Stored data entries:
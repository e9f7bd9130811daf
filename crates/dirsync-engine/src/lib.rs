//! # dirsync-engine: Anchored Directory Synchronization
//!
//! Ties the content store, the version anchor and a local snapshot cache
//! together into a [`SyncEngine`] that keeps an up-to-date local copy of
//! the anchored directory and publishes new versions.
//!
//! ## Modules
//!
//! - [`cache`]: atomic on-disk cache, one file per content address.
//! - [`assembler`]: the [`DirectoryAssembler`] seam and a JSON-file
//!   implementation.
//! - [`context`]: the explicitly constructed collaborator bundle.
//! - [`engine`]: the `Unknown`/`Synced`/`Stale` state machine.
//! - [`op`]: the closed [`KbOperation`] set dispatched by [`SyncEngine::run`].
//!
//! ## Retry Policy
//!
//! The engine never retries. A failed resolution leaves the engine `Stale`;
//! a failed publish leaves the anchor untouched. [`SyncError::is_retryable`]
//! tells the caller whether repeating the operation may help.

pub mod assembler;
pub mod cache;
pub mod context;
pub mod engine;
pub mod error;
pub mod op;

pub use assembler::{DirectoryAssembler, JsonFileAssembler};
pub use cache::SnapshotCache;
pub use context::SyncContext;
pub use engine::{PublishReceipt, RefreshOutcome, SyncEngine, SyncState};
pub use error::{AssembleError, CacheError, SyncError};
pub use op::{KbOperation, KbResponse, UnknownOperation};
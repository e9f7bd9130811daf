//! # dirsync-cli: Command-line Node
//!
//! Provides the `dirsync` binary: a node that keeps a local copy of the
//! anchored directory and publishes new versions of it.
//!
//! ## Subcommands
//!
//! - `dirsync status` / `sync`: compare the cache with the anchor, catch up.
//! - `dirsync read <collection>` / `directory`: print anchored data.
//! - `dirsync publish <file> [--verify]` / `refresh <file>`: anchor a new version.
//! - `dirsync owner`: print the registry owner.
//! - `dirsync cache list`: list cached roots.
//! - `dirsync run <func_name>`: knowledge-base function names.
//!
//! ```bash
//! export REGISTRY_DEPLOYMENT_FILE=deployed-contract.json
//! dirsync -v sync
//! dirsync read servers
//! ETH_FROM=0xf39F... dirsync publish export.json --verify
//! ```
//!
//! Results go to stdout as pretty JSON; logs go to stderr.

pub mod cache;
pub mod config;
pub mod node;
pub mod publish;
pub mod retry;
pub mod run;
pub mod sync;

use std::io::Write;

use anyhow::Result;
use serde::Serialize;

/// Write `value` to stdout as pretty JSON followed by a newline.
pub fn print_json<T: Serialize>(value: &T) -> Result<()> {
    let mut stdout = std::io::stdout().lock();
    serde_json::to_writer_pretty(&mut stdout, value)?;
    writeln!(stdout)?;
    Ok(())
}
impl From<crate::descriptor::PoolKind> for PoolType {
    fn from(kind: crate::descriptor::PoolKind) -> Self {
        use crate::descriptor::PoolKind;
        match kind {
            PoolKind::Dir => PoolType::Dir,
            PoolKind::Netfs => PoolType::Netfs,
            PoolKind::Logical => PoolType::Logical,
            PoolKind::Iscsi => PoolType::Iscsi,
        }
    }
}

/// Pool state as reported by the external manager.
#[derive(Debug, Clone, Copy, PartialEq, Eq, Serialize, Deserialize)]
#[serde(rename_all = "lowercase")]
pub enum PoolState {
    Inactive,
    Initializing,
    Active,
    Degraded,
    Inaccessible,
}

impl PoolState {
    /// Map the manager's numeric state code.
    pub fn from_code(code: u32) -> Option<Self> {
        match code {
            0 => Some(PoolState::Inactive),
            1 => Some(PoolState::Initializing),
            2 => Some(PoolState::Active),
            3 => Some(PoolState::Degraded),
            4 => Some(PoolState::Inaccessible),
            _ => None,
        }
    }

    pub fn as_str(&self) -> &'static str {
        match self {
            PoolState::Inactive => "inactive",
            PoolState::Initializing => "initializing",
            PoolState::Active => "active",
            PoolState::Degraded => "degraded",
            PoolState::Inaccessible => "inaccessible",
        }
    }
}

impl std::fmt::Display for PoolState {
    fn fmt(&self, f: &mut std::fmt::Formatter<'_>) -> std::fmt::Result {
        f.write_str(self.as_str())
    }
}

/// Type-specific source of a pool, as reported to callers.
#[derive(Debug, Clone, Default, PartialEq, Eq, Serialize, Deserialize)]
pub struct PoolSource {
    #[serde(skip_serializing_if = "Option::is_none")]
    pub addr: Option<String>,

    #[serde(skip_serializing_if = "Option::is_none")]
    pub path: Option<String>,

    #[serde(default, skip_serializing_if = "Vec::is_empty")]
    pub devices: Vec<String>,

    #[serde(skip_serializing_if = "Option::is_none")]
    pub target: Option<String>,
}

impl From<&SourceDefinition> for PoolSource {
    fn from(def: &SourceDefinition) -> Self {
        Self {
            addr: def.host.clone(),
            path: def.dir.clone(),
            devices: def.devices.clone(),
            target: def.target.clone(),
        }
    }
}

/// Read projection of a storage pool, rebuilt on every lookup.
#[derive(Debug, Clone, PartialEq, Serialize, Deserialize)]
pub struct StoragePool {
    pub name: String,

    #[serde(rename = "type")]
    pub pool_type: PoolType,

    pub state: PoolState,

    /// Target path on the host
    pub path: PathBuf,

    pub source: PoolSource,

    pub autostart: bool,

    /// Capacity in bytes
    pub capacity: u64,

    /// Allocated bytes
    pub allocated: u64,

    /// Available bytes
    pub available: u64,

    pub nr_volumes: u32,

    /// Scan task populating the pool (transient scan pools only)
    #[serde(default, skip_serializing_if = "Option::is_none")]
    pub task_id: Option<String>,
}

/// Source fields of a creation request.
#[derive(Debug, Clone, Default, PartialEq, Eq, Serialize, Deserialize)]
#[serde(default)]
pub struct SourceRequest {
    pub host: Option<String>,
    pub path: Option<String>,
    pub devices: Vec<String>,
    pub target: Option<String>,
}

/// Pool creation request, as received from the REST layer.
///
/// Every recognized field is listed here; absent fields default to `None`.
/// Use [`PoolCreateRequest::validate`] to get every violation at once.
#[derive(Debug, Clone, Default, PartialEq, Eq, Serialize, Deserialize)]
#[serde(default)]
pub struct PoolCreateRequest {
    pub name: Option<String>,

    #[serde(rename = "type")]
    pub pool_type: Option<String>,

    pub path: Option<PathBuf>,

    /// Requested capacity in bytes. Only checked against `allocated`; the
    /// manager sizes the pool.
    pub capacity: Option<u64>,

    /// Requested allocation in bytes
    pub allocated: Option<u64>,

    pub source: SourceRequest,
}

/// One problem found while validating a request.
#[derive(Debug, Clone, PartialEq, Eq)]
pub enum Violation {
    Missing(&'static str),
    Invalid { field: &'static str, reason: String },
}

impl std::fmt::Display for Violation {
    fn fmt(&self, f: &mut std::fmt::Formatter<'_>) -> std::fmt::Result {
        match self {
            Violation::Missing(field) => write!(f, "{} is required", field),
            Violation::Invalid { field, reason } => write!(f, "{}: {}", field, reason),
        }
    }
}

/// Validated source fields.
#[derive(Debug, Clone, Default, PartialEq, Eq)]
pub struct SourceSpec {
    pub host: Option<String>,
    pub path: Option<String>,
    pub devices: Vec<String>,
    pub target: Option<String>,
}

/// A request that passed validation.
#[derive(Debug, Clone, PartialEq, Eq)]
pub struct PoolSpec {
    pub name: String,
    pub pool_type: PoolType,
    pub path: Option<PathBuf>,
    pub source: SourceSpec,
}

*WORK INSTRUCTION*. Go over the data and return every line that includes the word "Degraded".

*FINAL ANSWER*.
    Degraded,
            3 => Some(PoolState::Degraded),
            PoolState::Degraded => "degraded",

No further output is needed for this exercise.